- What you should do
From the entries below, pull out each line where "CredentialStore" appears.

- Available data
————
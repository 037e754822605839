//! In-memory credential storage implementation.

use async_trait::async_trait;
use parking_lot::RwLock;
use std::collections::HashMap;

use super::{CredentialKind, CredentialStore, Secret, StoreError};
use crate::model::Bucket;

/// In-memory credential store for testing.
///
/// Keys follow the keychain username convention `{bucket}:{kind}`, so tests
/// can stand it in for the OS keychain.
#[derive(Default)]
pub struct MemoryStore {
    data: RwLock<HashMap<String, Secret>>,
}

impl MemoryStore {
    /// Create a new empty memory store.
    pub fn new() -> Self {
        Self::default()
    }

    pub fn len(&self) -> usize {
        self.data.read().len()
    }

    pub fn is_empty(&self) -> bool {
        self.data.read().is_empty()
    }

    fn key(kind: CredentialKind, bucket: &Bucket) -> String {
        format!("{}:{}", bucket.key(), kind.as_str())
    }
}

impl std::fmt::Debug for MemoryStore {
    fn fmt(&self, f: &mut std::fmt::Formatter<'_>) -> std::fmt::Result {
        f.debug_struct("MemoryStore")
            .field("keys_count", &self.len())
            .finish()
    }
}

#[async_trait]
impl CredentialStore for MemoryStore {
    fn name(&self) -> &'static str {
        "memory"
    }

    async fn get(
        &self,
        kind: CredentialKind,
        bucket: &Bucket,
    ) -> Result<Option<Secret>, StoreError> {
        Ok(self.data.read().get(&Self::key(kind, bucket)).cloned())
    }

    async fn set(
        &self,
        kind: CredentialKind,
        bucket: &Bucket,
        secret: &Secret,
    ) -> Result<(), StoreError> {
        self.data
            .write()
            .insert(Self::key(kind, bucket), secret.clone());
        Ok(())
    }

    async fn delete(&self, kind: CredentialKind, bucket: &Bucket) -> Result<(), StoreError> {
        self.data.write().remove(&Self::key(kind, bucket));
        Ok(())
    }
}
————
- Answer to this task
use super::{CredentialKind, CredentialStore, Secret, StoreError};
impl CredentialStore for MemoryStore {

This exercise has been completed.